Dataset entries
***
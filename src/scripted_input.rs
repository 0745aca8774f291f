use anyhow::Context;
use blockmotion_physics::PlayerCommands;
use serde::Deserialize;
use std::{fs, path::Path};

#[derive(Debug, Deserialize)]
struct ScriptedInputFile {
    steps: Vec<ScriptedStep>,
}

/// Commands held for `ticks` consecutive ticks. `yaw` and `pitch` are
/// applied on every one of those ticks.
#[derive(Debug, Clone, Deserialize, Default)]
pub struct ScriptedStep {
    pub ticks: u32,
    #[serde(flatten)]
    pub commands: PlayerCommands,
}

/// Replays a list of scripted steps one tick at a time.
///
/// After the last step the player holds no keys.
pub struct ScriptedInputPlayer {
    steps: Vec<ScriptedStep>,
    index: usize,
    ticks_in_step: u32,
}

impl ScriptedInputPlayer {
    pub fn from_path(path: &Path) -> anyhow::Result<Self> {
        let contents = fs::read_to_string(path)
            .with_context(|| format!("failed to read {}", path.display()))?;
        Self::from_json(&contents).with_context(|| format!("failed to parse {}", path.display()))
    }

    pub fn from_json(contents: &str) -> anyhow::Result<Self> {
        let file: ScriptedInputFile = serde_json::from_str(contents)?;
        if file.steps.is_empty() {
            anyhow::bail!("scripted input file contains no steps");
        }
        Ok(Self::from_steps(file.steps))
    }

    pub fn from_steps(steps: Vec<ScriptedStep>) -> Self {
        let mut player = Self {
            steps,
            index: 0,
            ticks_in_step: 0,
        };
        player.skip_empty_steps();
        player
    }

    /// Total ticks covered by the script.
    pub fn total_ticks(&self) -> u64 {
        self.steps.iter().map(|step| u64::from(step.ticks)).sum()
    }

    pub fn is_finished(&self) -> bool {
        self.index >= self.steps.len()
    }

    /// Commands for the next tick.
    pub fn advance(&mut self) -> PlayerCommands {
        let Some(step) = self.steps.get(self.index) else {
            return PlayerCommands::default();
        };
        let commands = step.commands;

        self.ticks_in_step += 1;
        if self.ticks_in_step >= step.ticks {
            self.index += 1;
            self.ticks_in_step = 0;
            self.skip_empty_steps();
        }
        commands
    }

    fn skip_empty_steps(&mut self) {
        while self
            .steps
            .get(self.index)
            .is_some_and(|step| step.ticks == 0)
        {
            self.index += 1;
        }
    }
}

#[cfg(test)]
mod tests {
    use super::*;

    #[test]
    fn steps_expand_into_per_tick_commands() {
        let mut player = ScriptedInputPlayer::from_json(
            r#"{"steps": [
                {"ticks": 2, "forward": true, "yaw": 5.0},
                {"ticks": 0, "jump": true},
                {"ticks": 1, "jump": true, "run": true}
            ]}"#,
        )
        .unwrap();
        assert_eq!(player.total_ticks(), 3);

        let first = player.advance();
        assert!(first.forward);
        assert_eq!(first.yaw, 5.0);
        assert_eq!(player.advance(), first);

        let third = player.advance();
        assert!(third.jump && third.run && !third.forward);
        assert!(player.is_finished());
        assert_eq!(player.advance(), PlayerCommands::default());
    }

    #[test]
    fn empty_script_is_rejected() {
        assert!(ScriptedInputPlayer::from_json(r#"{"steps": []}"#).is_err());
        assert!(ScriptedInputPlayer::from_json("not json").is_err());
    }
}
***
◆ Task to complete ◆
Out of the entries, pull every line that mentions "first".

◆ Response to the task ◆
        let first = player.advance();
        assert!(first.forward);
        assert_eq!(first.yaw, 5.0);
        assert_eq!(player.advance(), first);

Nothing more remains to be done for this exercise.